▶ **YOUR INSTRUCTIONS**:
When you reach the line containing "let _max_stack = self.u16()?;" in the records below, start copying exactly, and stop once you have copied the line containing "let exception_count = usize::from(self.u16()?);".

--------------------------------

impl<'a> ClassReader<'a> {
    const fn new(data: &'a [u8]) -> Self {
        Self {
            cursor: Cursor::new(data),
        }
    }

    fn magic(&mut self) -> Result<()> {
        let magic = self.u32()?;
        if magic != MAGIC {
            return Err(MetaCheckerError::ClassFormat(format!(
                "bad magic number 0x{magic:08X}"
            )));
        }
        Ok(())
    }

    fn u8(&mut self) -> Result<u8> {
        self.cursor.read_u8().map_err(eof)
    }

    fn u16(&mut self) -> Result<u16> {
        self.cursor.read_u16::<BigEndian>().map_err(eof)
    }

    fn u32(&mut self) -> Result<u32> {
        self.cursor.read_u32::<BigEndian>().map_err(eof)
    }

    fn i32(&mut self) -> Result<i32> {
        self.cursor.read_i32::<BigEndian>().map_err(eof)
    }

    fn i64(&mut self) -> Result<i64> {
        self.cursor.read_i64::<BigEndian>().map_err(eof)
    }

    fn f32(&mut self) -> Result<f32> {
        self.cursor.read_f32::<BigEndian>().map_err(eof)
    }

    fn f64(&mut self) -> Result<f64> {
        self.cursor.read_f64::<BigEndian>().map_err(eof)
    }

    fn bytes(&mut self, length: usize) -> Result<&'a [u8]> {
        let data: &'a [u8] = *self.cursor.get_ref();
        let start = usize::try_from(self.cursor.position()).map_err(|_| eof_error())?;
        let end = start.checked_add(length).ok_or_else(eof_error)?;
        let slice = data.get(start..end).ok_or_else(eof_error)?;
        self.cursor
            .set_position(u64::try_from(end).map_err(|_| eof_error())?);
        Ok(slice)
    }

    fn skip(&mut self, length: usize) -> Result<()> {
        self.bytes(length).map(|_| ())
    }

    fn constant_pool(&mut self) -> Result<ConstantPool> {
        let count = self.u16()?;
        let mut entries = Vec::with_capacity(usize::from(count));
        entries.push(Constant::Unusable);
        while entries.len() < usize::from(count) {
            let tag = self.u8()?;
            let constant = match tag {
                1 => {
                    let length = usize::from(self.u16()?);
                    Constant::Utf8(decode_modified_utf8(self.bytes(length)?))
                }
                3 => Constant::Integer(self.i32()?),
                4 => Constant::Float(self.f32()?),
                5 => Constant::Long(self.i64()?),
                6 => Constant::Double(self.f64()?),
                7 => Constant::Class(self.u16()?),
                8 => Constant::String(self.u16()?),
                9 => Constant::FieldRef {
                    class: self.u16()?,
                    name_and_type: self.u16()?,
                },
                10 => Constant::MethodRef {
                    class: self.u16()?,
                    name_and_type: self.u16()?,
                },
                11 => Constant::InterfaceMethodRef {
                    class: self.u16()?,
                    name_and_type: self.u16()?,
                },
                12 => Constant::NameAndType {
                    name: self.u16()?,
                    descriptor: self.u16()?,
                },
                15 => Constant::MethodHandle {
                    kind: self.u8()?,
                    reference: self.u16()?,
                },
                16 => Constant::MethodType(self.u16()?),
                17 => Constant::Dynamic {
                    bootstrap: self.u16()?,
                    name_and_type: self.u16()?,
                },
                18 => Constant::InvokeDynamic {
                    bootstrap: self.u16()?,
                    name_and_type: self.u16()?,
                },
                19 => Constant::Module(self.u16()?),
                20 => Constant::Package(self.u16()?),
                other => {
                    return Err(MetaCheckerError::ClassFormat(format!(
                        "unknown constant pool tag {other}"
                    )));
                }
            };
            let wide = matches!(constant, Constant::Long(_) | Constant::Double(_));
            entries.push(constant);
            if wide {
                entries.push(Constant::Unusable);
            }
        }
        Ok(ConstantPool::new(entries))
    }

    fn attribute<'p>(&mut self, pool: &'p ConstantPool) -> Result<(&'p str, &'a [u8])> {
        let name = pool.utf8(self.u16()?)?;
        let length = usize::try_from(self.u32()?).map_err(|_| eof_error())?;
        Ok((name, self.bytes(length)?))
    }

    fn field(&mut self, pool: &ConstantPool) -> Result<FieldInfo> {
        let access_flags = self.u16()?;
        let name = pool.utf8(self.u16()?)?.to_string();
        let descriptor = pool.utf8(self.u16()?)?.to_string();
        let field_type = JvmType::parse(&descriptor)?;
        let mut annotations = Vec::new();
        let attribute_count = self.u16()?;
        for _ in 0..attribute_count {
            let (attr, data) = self.attribute(pool)?;
            if matches!(
                attr,
                "RuntimeVisibleAnnotations" | "RuntimeInvisibleAnnotations"
            ) {
                annotations.extend(ClassReader::new(data).annotations(pool)?);
            }
        }
        Ok(FieldInfo {
            access_flags,
            name,
            descriptor,
            field_type,
            annotations,
        })
    }

    fn method(&mut self, pool: &ConstantPool) -> Result<MethodInfo> {
        let access_flags = self.u16()?;
        let name = pool.utf8(self.u16()?)?.to_string();
        let descriptor = pool.utf8(self.u16()?)?.to_string();
        let signature = MethodDescriptor::parse(&descriptor)?;
        let mut annotations = Vec::new();
        let mut visible_parameters = Vec::new();
        let mut invisible_parameters = Vec::new();
        let mut code = None;

        let attribute_count = self.u16()?;
        for _ in 0..attribute_count {
            let (attr, data) = self.attribute(pool)?;
            let mut sub = ClassReader::new(data);
            match attr {
                "RuntimeVisibleAnnotations" | "RuntimeInvisibleAnnotations" => {
                    annotations.extend(sub.annotations(pool)?);
                }
                "RuntimeVisibleParameterAnnotations" => {
                    visible_parameters = sub.parameter_annotations(pool)?;
                }
                "RuntimeInvisibleParameterAnnotations" => {
                    invisible_parameters = sub.parameter_annotations(pool)?;
                }
                "Code" => code = Some(sub.code(pool)?),
                _ => {}
            }
        }

        let mut parameter_annotations = visible_parameters;
        parameter_annotations.extend(invisible_parameters);

        Ok(MethodInfo {
            access_flags,
            name,
            descriptor,
            signature,
            annotations,
            parameter_annotations,
            code,
        })
    }

    fn code(&mut self, pool: &ConstantPool) -> Result<Code> {
        let _max_stack = self.u16()?;
        let _max_locals = self.u16()?;
        let code_length = usize::try_from(self.u32()?).map_err(|_| eof_error())?;
        let bytecode = self.bytes(code_length)?;
        let instructions = decode_instructions(bytecode, pool)?;

        let exception_count = usize::from(self.u16()?);
        self.skip(exception_count * 8)?;

        let mut line_numbers = Vec::new();
        let mut local_variables = Vec::new();
        let attribute_count = self.u16()?;
        for _ in 0..attribute_count {
            let (attr, data) = self.attribute(pool)?;
            let mut sub = ClassReader::new(data);
            match attr {
                "LineNumberTable" => {
                    let count = sub.u16()?;
                    for _ in 0..count {
                        line_numbers.push(LineNumber {
                            start_pc: u32::from(sub.u16()?),
                            line: u32::from(sub.u16()?),
                        });
                    }
                }
                "LocalVariableTable" => {
                    let count = sub.u16()?;
                    for _ in 0..count {
                        local_variables.push(LocalVariable {
                            start_pc: u32::from(sub.u16()?),
                            length: u32::from(sub.u16()?),
                            name: pool.utf8(sub.u16()?)?.to_string(),
                            descriptor: pool.utf8(sub.u16()?)?.to_string(),
                            index: sub.u16()?,
                        });
                    }
                }
                _ => {}
            }
        }

        Ok(Code {
            instructions,
            line_numbers,
            local_variables,
        })
    }

    fn own_inner_class_flags(&mut self, pool: &ConstantPool, this_index: u16) -> Result<Option<u16>> {
        let this_name = pool.class_name(this_index)?;
        let count = self.u16()?;
        let mut flags = None;
        for _ in 0..count {
            let inner = self.u16()?;
            let _outer = self.u16()?;
            let _name = self.u16()?;
            let access = self.u16()?;
            if inner != 0 && pool.class_name(inner)? == this_name {
                flags = Some(access);
            }
        }
        Ok(flags)
    }

    fn annotations(&mut self, pool: &ConstantPool) -> Result<Vec<Annotation>> {
        let count = self.u16()?;
        (0..count).map(|_| self.annotation(pool)).collect()
    }

    fn parameter_annotations(&mut self, pool: &ConstantPool) -> Result<Vec<Vec<Annotation>>> {
        let count = self.u8()?;
        (0..count).map(|_| self.annotations(pool)).collect()
    }

    fn annotation(&mut self, pool: &ConstantPool) -> Result<Annotation> {
        let type_descriptor = pool.utf8(self.u16()?)?.to_string();
        let pair_count = self.u16()?;
        let mut elements = Vec::with_capacity(usize::from(pair_count));
        for _ in 0..pair_count {
            let name = pool.utf8(self.u16()?)?.to_string();
            elements.push((name, self.element_value(pool)?));
        }
        Ok(Annotation {
            type_descriptor,
            elements,
        })
    }

    fn element_value(&mut self, pool: &ConstantPool) -> Result<ElementValue> {
        let tag = self.u8()?;
        let value = match tag {
            b'B' | b'S' | b'I' | b'C' | b'Z' => {
                let Constant::Integer(v) = pool.get(self.u16()?)? else {
                    return Err(bad_element(tag));
                };
                match tag {
                    b'B' => ElementValue::Byte(*v),
                    b'S' => ElementValue::Short(*v),
                    b'C' => ElementValue::Char(
                        u32::try_from(*v)
                            .ok()
                            .and_then(char::from_u32)
                            .unwrap_or(char::REPLACEMENT_CHARACTER),
                    ),
                    b'Z' => ElementValue::Boolean(*v != 0),
                    _ => ElementValue::Int(*v),
                }
            }
            b'J' => match pool.get(self.u16()?)? {
                Constant::Long(v) => ElementValue::Long(*v),
                _ => return Err(bad_element(tag)),
            },
            b'F' => match pool.get(self.u16()?)? {
                Constant::Float(v) => ElementValue::Float(*v),
                _ => return Err(bad_element(tag)),
            },
            b'D' => match pool.get(self.u16()?)? {
                Constant::Double(v) => ElementValue::Double(*v),
                _ => return Err(bad_element(tag)),
            },
            b's' => ElementValue::String(pool.utf8(self.u16()?)?.to_string()),
            b'e' => ElementValue::Enum {
                type_descriptor: pool.utf8(self.u16()?)?.to_string(),
                const_name: pool.utf8(self.u16()?)?.to_string(),
            },
            b'c' => ElementValue::Class(pool.utf8(self.u16()?)?.to_string()),
            b'@' => ElementValue::Annotation(self.annotation(pool)?),
            b'[' => {
                let count = self.u16()?;
                let values: Result<Vec<_>> = (0..count).map(|_| self.element_value(pool)).collect();
                ElementValue::Array(values?)
            }
            _ => return Err(bad_element(tag)),
        };
        Ok(value)
    }
}

fn bad_element(tag: u8) -> MetaCheckerError {
    MetaCheckerError::ClassFormat(format!(
        "invalid annotation element value with tag '{}'",
        char::from(tag)
    ))
}

fn eof(_: std::io::Error) -> MetaCheckerError {
    eof_error()
}
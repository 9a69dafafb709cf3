use std::path::PathBuf;

use serde::{Deserialize, Serialize};

/// Version violations printed before the rest are only counted.
pub const DEFAULT_VIOLATING_CLASS_OUTPUT_LIMIT: usize = 42;

/// Archive mode: errors printed before the rest go to the debug log.
pub const DEFAULT_OUTPUT_ERROR_LIMIT: usize = 65_534;

/// Archive mode: class version violations printed before the ellipsis marker.
pub const DEFAULT_ILLEGAL_VERSION_LIMIT: usize = 52;

/// Root of `.meta-checker.toml`.
#[derive(Debug, Clone, Default, Serialize, Deserialize, PartialEq, Eq)]
pub struct Config {
    /// Directory mode options, `[check]`.
    #[serde(default)]
    pub check: CheckConfig,

    /// Archive mode options, `[jar]`.
    #[serde(default)]
    pub jar: JarConfig,
}

#[derive(Debug, Clone, Serialize, Deserialize, PartialEq, Eq)]
pub struct CheckConfig {
    /// Folder with compiled classes.
    #[serde(default = "default_target_directory")]
    pub target_directory: PathBuf,

    /// Allowed class format, e.g. `>=1.8` or `<11`.
    #[serde(default)]
    pub restrict_class_format: Option<String>,

    /// Annotation names whose presence fails the run.
    #[serde(default)]
    pub fail_for_annotations: Vec<String>,

    /// Canonical class name masks (`*`, `?`) excluded from the check.
    #[serde(default)]
    pub ignore_classes: Vec<String>,

    #[serde(default)]
    pub check_nullable: bool,

    #[serde(default)]
    pub check_may_contain_null: bool,

    #[serde(default)]
    pub max_allowed_weight: Option<String>,

    #[serde(default)]
    pub max_allowed_time_complexity: Option<String>,

    #[serde(default)]
    pub max_allowed_memory_complexity: Option<String>,

    #[serde(default)]
    pub hide_banner: bool,

    #[serde(default = "default_violating_class_output_limit")]
    pub violating_class_output_limit: usize,
}

impl Default for CheckConfig {
    fn default() -> Self {
        Self {
            target_directory: default_target_directory(),
            restrict_class_format: None,
            fail_for_annotations: Vec::new(),
            ignore_classes: Vec::new(),
            check_nullable: false,
            check_may_contain_null: false,
            max_allowed_weight: None,
            max_allowed_time_complexity: None,
            max_allowed_memory_complexity: None,
            hide_banner: false,
            violating_class_output_limit: DEFAULT_VIOLATING_CLASS_OUTPUT_LIMIT,
        }
    }
}

/// Archive checks. Patterns are Ant style (`**/*.class`) and matched against
/// entry paths inside the archive.
#[derive(Debug, Clone, Serialize, Deserialize, PartialEq, Eq)]
pub struct JarConfig {
    #[serde(default)]
    pub archive: Option<PathBuf>,

    #[serde(default)]
    pub restrict_class_format: Option<String>,

    /// When not empty, only matching class entries are inspected.
    #[serde(default)]
    pub include: Vec<String>,

    #[serde(default)]
    pub exclude: Vec<String>,

    /// Every pattern must match at least one entry.
    #[serde(default)]
    pub expected: Vec<String>,

    /// No pattern may match any entry.
    #[serde(default)]
    pub unexpected: Vec<String>,

    /// Keys that must be present in `META-INF/MANIFEST.MF`.
    #[serde(default)]
    pub manifest_has: Vec<String>,

    /// Keys that must be absent from `META-INF/MANIFEST.MF`.
    #[serde(default)]
    pub manifest_has_not: Vec<String>,

    #[serde(default = "default_output_error_limit")]
    pub limit_output_errors: usize,

    #[serde(default = "default_illegal_version_limit")]
    pub limit_illegal_class_version_errors: usize,
}

impl Default for JarConfig {
    fn default() -> Self {
        Self {
            archive: None,
            restrict_class_format: None,
            include: Vec::new(),
            exclude: Vec::new(),
            expected: Vec::new(),
            unexpected: Vec::new(),
            manifest_has: Vec::new(),
            manifest_has_not: Vec::new(),
            limit_output_errors: DEFAULT_OUTPUT_ERROR_LIMIT,
            limit_illegal_class_version_errors: DEFAULT_ILLEGAL_VERSION_LIMIT,
        }
    }
}

fn default_target_directory() -> PathBuf {
    PathBuf::from("target/classes")
}

const fn default_violating_class_output_limit() -> usize {
    DEFAULT_VIOLATING_CLASS_OUTPUT_LIMIT
}

const fn default_output_error_limit() -> usize {
    DEFAULT_OUTPUT_ERROR_LIMIT
}

const fn default_illegal_version_limit() -> usize {
    DEFAULT_ILLEGAL_VERSION_LIMIT
}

--------------------------------

▶ **WORKED SOLUTION**:
        let _max_stack = self.u16()?;
        let _max_locals = self.u16()?;
        let code_length = usize::try_from(self.u32()?).map_err(|_| eof_error())?;
        let bytecode = self.bytes(code_length)?;
        let instructions = decode_instructions(bytecode, pool)?;

        let exception_count = usize::from(self.u16()?);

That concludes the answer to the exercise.